4. The method of claim 3,
The longitudinal speech synthesizer 200 is trained from the training data of the text-to-speech pair by using a text as an input and a melspectrogram of a voice that is a pair of the input text as a target output,
The style extractor (100) is a style speech synthesis apparatus (10) using an utterance style encoding network, characterized in that it is trained through unsupervised learning by receiving a melspectrogram of the target output as an input.

5. The method of claim 4,
Speech synthesis target text in a synthesis target style using the style extractor 100 and the longitudinal speech synthesizer 200 learned through the joint training,
The style extractor 100 outputs a variable-length style vector sequence by receiving, as a reference voice, a voice to which the synthesis target style is reflected and different from the synthesis target text,
The longitudinal speech synthesizer 200 receives the variable-length style vector sequence that is the output of the style extractor 100 as an input, and outputs a Melstektrogram sequence corresponding to the text to be synthesized, A style speech synthesis apparatus (10) using a speech style encoding network.

According to claim 1, wherein the style extractor (100),
A style speech synthesis apparatus (10) using a speech style encoding network, characterized in that it is a style encoder including a one-dimensional convolutional neural network (CNN) and a gated recurrent unit (GRU).

According to claim 1, wherein the terminal speech synthesizer (200),
A style speech synthesis apparatus (10) using a speech style encoding network, characterized in that it is any one selected from the group of autoregressive models including tacotron 2 and transformer-TTS.

A method of synthesizing speech in which each step is performed by a computer,
(1) a style extractor 100 for outputting a variable-length style vector sequence by receiving a reference voice as an input based on an artificial neural network using training data of a text-to-speech pair in which the style element is reflected; and the output of the style extractor 100 learning a longitudinal speech synthesizer 200 that outputs a melspectrogram sequence corresponding to a text input by receiving the variable-length style vector sequence as an input through joint training; and
(2) speech synthesis of a synthesis target text in a synthesis target style using the style extractor 100 and the longitudinal speech synthesizer 200 learned through the joint training; style speech synthesis method using

The method of claim 8, wherein the variable length style vector sequence comprises:
A style speech synthesis method using a speech style encoding network, characterized in that the length varies according to the length of the reference speech received as an input, and style information of the reference speech is included as a latent variable for the reference speech.
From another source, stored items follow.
//! Event, load range and time types shared by all loading paths.

use crate::{Error, Result};
use bytemuck::{Pod, Zeroable};
use chrono::{DateTime, NaiveDateTime};
use std::fmt;
use std::str::FromStr;

#[cfg(feature = "serde")]
use serde::{Deserialize, Serialize};

const NANOS_PER_SECOND: f64 = 1e9;

/// Absolute pulse time in nanoseconds since the Unix epoch.
#[derive(Clone, Copy, Debug, Default, PartialEq, Eq, PartialOrd, Ord, Hash, Pod, Zeroable)]
#[cfg_attr(feature = "serde", derive(Serialize, Deserialize))]
#[repr(transparent)]
pub struct PulseTime(i64);

impl PulseTime {
    /// The Unix epoch.
    pub const EPOCH: Self = Self(0);

    #[must_use]
    pub const fn from_nanoseconds(nanoseconds: i64) -> Self {
        Self(nanoseconds)
    }

    #[must_use]
    pub const fn nanoseconds(self) -> i64 {
        self.0
    }

    /// Returns this time shifted by an integral number of nanoseconds.
    #[must_use]
    pub const fn add_nanoseconds(self, nanoseconds: i64) -> Self {
        Self(self.0.wrapping_add(nanoseconds))
    }

    /// Returns this time shifted by `seconds`, rounded to the nearest nanosecond.
    #[must_use]
    #[allow(clippy::cast_possible_truncation)]
    pub fn add_seconds(self, seconds: f64) -> Self {
        Self(self.0.wrapping_add((seconds * NANOS_PER_SECOND).round() as i64))
    }

    /// Parses an ISO-8601 timestamp such as the `offset` attribute of
    /// `event_time_zero`. Timestamps without a zone are taken as UTC.
    ///
    /// # Errors
    /// Returns an error if the string is not a valid timestamp or lies
    /// outside the representable nanosecond range.
    pub fn parse_iso8601(value: &str) -> Result<Self> {
        let value = value.trim();
        let nanos = if let Ok(datetime) = DateTime::parse_from_rfc3339(value) {
            datetime.timestamp_nanos_opt()
        } else {
            ["%Y-%m-%dT%H:%M:%S%.f", "%Y-%m-%d %H:%M:%S%.f"]
                .iter()
                .find_map(|format| NaiveDateTime::parse_from_str(value, format).ok())
                .ok_or_else(|| Error::InvalidTimestamp(value.to_string()))?
                .and_utc()
                .timestamp_nanos_opt()
        };
        nanos
            .map(Self)
            .ok_or_else(|| Error::InvalidTimestamp(format!("{value} is out of range")))
    }
}

impl fmt::Display for PulseTime {
    fn fmt(&self, f: &mut fmt::Formatter<'_>) -> fmt::Result {
        write!(f, "{}ns", self.0)
    }
}

/// Physical unit of a time dataset, from its `units` attribute.
#[derive(Clone, Copy, Debug, PartialEq, Eq, Hash)]
#[cfg_attr(feature = "serde", derive(Serialize, Deserialize))]
pub enum TimeUnit {
    Second,
    Microsecond,
    Nanosecond,
}

impl TimeUnit {
    /// Parses a unit string, naming `context` in the error.
    ///
    /// # Errors
    /// Returns [`Error::UnsupportedTimeUnit`] for anything other than
    /// second, microsecond or nanosecond spellings.
    pub fn parse(unit: &str, context: &str) -> Result<Self> {
        match unit.trim() {
            "second" | "seconds" | "s" => Ok(Self::Second),
            "microsecond" | "microseconds" | "us" | "\u{b5}s" => Ok(Self::Microsecond),
            "nanosecond" | "nanoseconds" | "ns" => Ok(Self::Nanosecond),
            other => Err(Error::UnsupportedTimeUnit {
                unit: other.to_string(),
                context: context.to_string(),
            }),
        }
    }

    /// Factor converting a value in this unit to seconds.
    #[must_use]
    pub const fn seconds_factor(self) -> f64 {
        match self {
            Self::Second => 1.0,
            Self::Microsecond => 1e-6,
            Self::Nanosecond => 1e-9,
        }
    }

    /// Factor converting a value in this unit to microseconds.
    #[must_use]
    pub const fn microseconds_factor(self) -> f64 {
        match self {
            Self::Second => 1e6,
            Self::Microsecond => 1.0,
            Self::Nanosecond => 1e-3,
        }
    }

    #[must_use]
    pub const fn as_str(self) -> &'static str {
        match self {
            Self::Second => "second",
            Self::Microsecond => "microsecond",
            Self::Nanosecond => "nanosecond",
        }
    }
}

impl FromStr for TimeUnit {
    type Err = Error;

    fn from_str(s: &str) -> Result<Self> {
        Self::parse(s, "time dataset")
    }
}

impl fmt::Display for TimeUnit {
    fn fmt(&self, f: &mut fmt::Formatter<'_>) -> fmt::Result {
        f.write_str(self.as_str())
    }
}

/// A contiguous slice of one bank's event stream.
///
/// Invariant: `event_offset + event_count` does not exceed the bank size.
#[derive(Clone, Copy, Debug, Default, PartialEq, Eq, Hash)]
#[cfg_attr(feature = "serde", derive(Serialize, Deserialize))]
pub struct LoadRange {
    pub bank_index: usize,
    pub event_offset: usize,
    pub event_count: usize,
}

impl LoadRange {
    #[must_use]
    pub const fn new(bank_index: usize, event_offset: usize, event_count: usize) -> Self {
        Self {
            bank_index,
            event_offset,
            event_count,
        }
    }

    /// Zero-count range used to keep ranks in lock-step.
    #[must_use]
    pub const fn padding() -> Self {
        Self::new(0, 0, 0)
    }

    /// One past the last event of the range.
    #[must_use]
    pub const fn end(&self) -> usize {
        self.event_offset + self.event_count
    }

    #[must_use]
    pub const fn is_empty(&self) -> bool {
        self.event_count == 0
    }
}

/// A detector event as stored in per-pixel event lists.
///
/// The layout is fixed so lists can live in shared-memory segments.
#[derive(Clone, Copy, Debug, Default, PartialEq, Pod, Zeroable)]
#[cfg_attr(feature = "serde", derive(Serialize, Deserialize))]
#[repr(C)]
pub struct TofEvent {
    /// Time of flight relative to the pulse, in microseconds.
    pub tof: f64,
    pub pulse_time: PulseTime,
}

impl TofEvent {
    #[must_use]
    pub const fn new(tof: f64, pulse_time: PulseTime) -> Self {
        Self { tof, pulse_time }
    }

    /// Total order by pulse time, then time of flight.
    #[must_use]
    pub fn canonical_cmp(&self, other: &Self) -> std::cmp::Ordering {
        self.pulse_time
            .cmp(&other.pulse_time)
            .then_with(|| self.tof.total_cmp(&other.tof))
    }
}

/// An event routed to a worker, addressed by its worker-local spectrum index.
#[derive(Clone, Copy, Debug, PartialEq)]
pub struct IndexedEvent<T> {
    pub local_index: usize,
    pub time_offset: T,
    pub pulse_time: PulseTime,
}

#[cfg(test)]
mod tests {
    use super::*;
    use approx::assert_relative_eq;

    #[test]
    fn test_time_unit_parse() {
        assert_eq!(TimeUnit::parse("second", "x").unwrap(), TimeUnit::Second);
        assert_eq!(TimeUnit::parse("us", "x").unwrap(), TimeUnit::Microsecond);
        assert_eq!(
            "nanoseconds".parse::<TimeUnit>().unwrap(),
            TimeUnit::Nanosecond
        );
        let err = TimeUnit::parse("minute", "event_time_zero").unwrap_err();
        assert!(matches!(err, Error::UnsupportedTimeUnit { .. }));
        assert!(err.to_string().contains("event_time_zero"));
    }

    #[test]
    fn test_time_unit_factors() {
        assert_relative_eq!(TimeUnit::Second.microseconds_factor(), 1e6);
        assert_relative_eq!(TimeUnit::Nanosecond.microseconds_factor(), 1e-3);
        assert_relative_eq!(TimeUnit::Microsecond.seconds_factor(), 1e-6);
    }

    #[test]
    fn test_pulse_time_arithmetic() {
        let t = PulseTime::from_nanoseconds(1000);
        assert_eq!(t.add_nanoseconds(4).nanoseconds(), 1004);
        assert_eq!(t.add_seconds(1.5e-6).nanoseconds(), 2500);
    }

    #[test]
    fn test_parse_iso8601() {
        let with_zone = PulseTime::parse_iso8601("1970-01-01T00:00:01Z").unwrap();
        assert_eq!(with_zone.nanoseconds(), 1_000_000_000);

        let naive = PulseTime::parse_iso8601("1970-01-01T00:00:02.5").unwrap();
        assert_eq!(naive.nanoseconds(), 2_500_000_000);

        let shifted = PulseTime::parse_iso8601("1970-01-01T01:00:00+01:00").unwrap();
        assert_eq!(shifted, PulseTime::EPOCH);

        assert!(PulseTime::parse_iso8601("yesterday").is_err());
    }

    #[test]
    fn test_load_range() {
        let range = LoadRange::new(2, 10, 5);
        assert_eq!(range.end(), 15);
        assert!(!range.is_empty());
        assert!(LoadRange::padding().is_empty());
    }

    #[test]
    fn test_tof_event_layout() {
        assert_eq!(std::mem::size_of::<TofEvent>(), 16);
        assert_eq!(std::mem::align_of::<TofEvent>(), 8);

        let event = TofEvent::new(2.5, PulseTime::from_nanoseconds(-3));
        let bytes = bytemuck::bytes_of(&event);
        assert_eq!(bytes.len(), 16);
        assert_eq!(bytemuck::pod_read_unaligned::<TofEvent>(bytes), event);
    }
}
According to claim 8, wherein the step (1),
(1-1) learning the longitudinal speech synthesizer 200 from the training data of the text-to-speech pair, using a text as an input and a melspectrogram of a voice paired with the inputted text as a target output; and
(1-2) including the step of training the style extractor 100 through unsupervised learning by using the melspectrogram of the target output as an input,
A style speech synthesis method using a speech style encoding network, characterized in that the style extractor (100) and the longitudinal speech synthesizer (200) are learned through joint training.

11. The method of claim 10, wherein the step (2),
(2-1) outputting, by the style extractor 100, a variable-length style vector sequence by receiving, as a reference voice, a voice that reflects the synthesis target style and is different from the synthesis target text;
(2-2) The longitudinal speech synthesizer 200 receives the variable-length style vector sequence that is the output of the style extractor 100 as an input, and outputs a Melstektrogram sequence corresponding to the text to be synthesized. step; and
(2-3) The vocoder 300 converts, by the vocoder 300, the melspectrogram sequence output from the terminal speech synthesizer 200 into a speech waveform and outputs the converted speech style speech using a speech style encoding network. synthesis method.